**ACTIVITY:** All of the data below needs to be set down once more, exactly as written.

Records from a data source
use crate::domain::market::PricePoint;
use crate::domain::snapshot::{Difficulty, Outcome, OutcomeLabel};
use chrono::{Duration, NaiveDate};

pub const DEFAULT_FORWARD_MONTHS: u32 = 24;

const SIX_MONTH_DAYS: i64 = 182;
const TWELVE_MONTH_DAYS: i64 = 365;
const DAYS_PER_MONTH: i64 = 30;

const VALUE_THRESHOLD: f64 = 0.30;
const TRAP_THRESHOLD: f64 = -0.20;
const EASY_THRESHOLD: f64 = 0.50;
const HARD_THRESHOLD: f64 = 0.10;

/// A date-ordered price series. Construction sorts (stably) so lookups can
/// binary search.
#[derive(Debug, Clone, Default)]
pub struct PriceSeries {
    points: Vec<PricePoint>,
}

impl PriceSeries {
    pub fn new(mut points: Vec<PricePoint>) -> Self {
        points.sort_by_key(|p| p.date);
        Self { points }
    }

    pub fn is_empty(&self) -> bool {
        self.points.is_empty()
    }

    pub fn len(&self) -> usize {
        self.points.len()
    }

    pub fn first_date(&self) -> Option<NaiveDate> {
        self.points.first().map(|p| p.date)
    }

    pub fn last_date(&self) -> Option<NaiveDate> {
        self.points.last().map(|p| p.date)
    }

    pub fn points(&self) -> &[PricePoint] {
        &self.points
    }

    /// First close dated on or after `date`, forward-filling over gaps such as
    /// weekends and holidays.
    pub fn price_on_or_after(&self, date: NaiveDate) -> Option<f64> {
        let idx = self.points.partition_point(|p| p.date < date);
        self.points.get(idx).map(|p| p.adj_close)
    }
}

pub fn forward_horizon_days(forward_months: u32) -> i64 {
    i64::from(forward_months) * DAYS_PER_MONTH
}

/// Forward returns and labels for a snapshot on `snapshot_date`.
///
/// Returns `None` unless both the snapshot-day price and the mandatory
/// forward price exist. The 6/12-month prices are best effort.
pub fn compute_outcome(
    series: &PriceSeries,
    snapshot_date: NaiveDate,
    forward_months: u32,
) -> Option<Outcome> {
    let t0 = series
        .price_on_or_after(snapshot_date)
        .filter(|p| *p > 0.0)?;
    let t24 = series.price_on_or_after(snapshot_date + Duration::days(forward_horizon_days(forward_months)))?;

    let t6 = series.price_on_or_after(snapshot_date + Duration::days(SIX_MONTH_DAYS));
    let t12 = series.price_on_or_after(snapshot_date + Duration::days(TWELVE_MONTH_DAYS));

    let ret = |p: f64| p / t0 - 1.0;
    let return_24mo = ret(t24);

    Some(Outcome {
        snapshot_date,
        price_at_snapshot: t0,
        price_at_6mo: t6,
        price_at_12mo: t12,
        price_at_24mo: t24,
        return_6mo: t6.map(ret),
        return_12mo: t12.map(ret),
        return_24mo,
        outcome_label: classify_outcome(return_24mo),
        difficulty: classify_difficulty(return_24mo),
    })
}

pub fn classify_outcome(return_24mo: f64) -> OutcomeLabel {
    if return_24mo >= VALUE_THRESHOLD {
        OutcomeLabel::Value
    } else if return_24mo <= TRAP_THRESHOLD {
        OutcomeLabel::Trap
    } else {
        OutcomeLabel::Neutral
    }
}

/// How obvious the outcome was in hindsight, by magnitude of the return.
pub fn classify_difficulty(return_24mo: f64) -> Difficulty {
    let magnitude = return_24mo.abs();
    if magnitude >= EASY_THRESHOLD {
        Difficulty::Easy
    } else if magnitude <= HARD_THRESHOLD {
        Difficulty::Hard
    } else {
        Difficulty::Medium
    }
}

**EXERCISE OUTPUT:**
use crate::domain::market::PricePoint;
use crate::domain::snapshot::{Difficulty, Outcome, OutcomeLabel};
use chrono::{Duration, NaiveDate};

pub const DEFAULT_FORWARD_MONTHS: u32 = 24;

const SIX_MONTH_DAYS: i64 = 182;
const TWELVE_MONTH_DAYS: i64 = 365;
const DAYS_PER_MONTH: i64 = 30;

const VALUE_THRESHOLD: f64 = 0.30;
const TRAP_THRESHOLD: f64 = -0.20;
const EASY_THRESHOLD: f64 = 0.50;
const HARD_THRESHOLD: f64 = 0.10;

/// A date-ordered price series. Construction sorts (stably) so lookups can
/// binary search.
#[derive(Debug, Clone, Default)]
pub struct PriceSeries {
    points: Vec<PricePoint>,
}

impl PriceSeries {
    pub fn new(mut points: Vec<PricePoint>) -> Self {
        points.sort_by_key(|p| p.date);
        Self { points }
    }

    pub fn is_empty(&self) -> bool {
        self.points.is_empty()
    }

    pub fn len(&self) -> usize {
        self.points.len()
    }

    pub fn first_date(&self) -> Option<NaiveDate> {
        self.points.first().map(|p| p.date)
    }

    pub fn last_date(&self) -> Option<NaiveDate> {
        self.points.last().map(|p| p.date)
    }

    pub fn points(&self) -> &[PricePoint] {
        &self.points
    }

    /// First close dated on or after `date`, forward-filling over gaps such as
    /// weekends and holidays.
    pub fn price_on_or_after(&self, date: NaiveDate) -> Option<f64> {
        let idx = self.points.partition_point(|p| p.date < date);
        self.points.get(idx).map(|p| p.adj_close)
    }
}

pub fn forward_horizon_days(forward_months: u32) -> i64 {
    i64::from(forward_months) * DAYS_PER_MONTH
}

/// Forward returns and labels for a snapshot on `snapshot_date`.
///
/// Returns `None` unless both the snapshot-day price and the mandatory
/// forward price exist. The 6/12-month prices are best effort.
pub fn compute_outcome(
    series: &PriceSeries,
    snapshot_date: NaiveDate,
    forward_months: u32,
) -> Option<Outcome> {
    let t0 = series
        .price_on_or_after(snapshot_date)
        .filter(|p| *p > 0.0)?;
    let t24 = series.price_on_or_after(snapshot_date + Duration::days(forward_horizon_days(forward_months)))?;

    let t6 = series.price_on_or_after(snapshot_date + Duration::days(SIX_MONTH_DAYS));
    let t12 = series.price_on_or_after(snapshot_date + Duration::days(TWELVE_MONTH_DAYS));

    let ret = |p: f64| p / t0 - 1.0;
    let return_24mo = ret(t24);

    Some(Outcome {
        snapshot_date,
        price_at_snapshot: t0,
        price_at_6mo: t6,
        price_at_12mo: t12,
        price_at_24mo: t24,
        return_6mo: t6.map(ret),
        return_12mo: t12.map(ret),
        return_24mo,
        outcome_label: classify_outcome(return_24mo),
        difficulty: classify_difficulty(return_24mo),
    })
}

pub fn classify_outcome(return_24mo: f64) -> OutcomeLabel {
    if return_24mo >= VALUE_THRESHOLD {
        OutcomeLabel::Value
    } else if return_24mo <= TRAP_THRESHOLD {
        OutcomeLabel::Trap
    } else {
        OutcomeLabel::Neutral
    }
}

/// How obvious the outcome was in hindsight, by magnitude of the return.
pub fn classify_difficulty(return_24mo: f64) -> Difficulty {
    let magnitude = return_24mo.abs();
    if magnitude >= EASY_THRESHOLD {
        Difficulty::Easy
    } else if magnitude <= HARD_THRESHOLD {
        Difficulty::Hard
    } else {
        Difficulty::Medium
    }
}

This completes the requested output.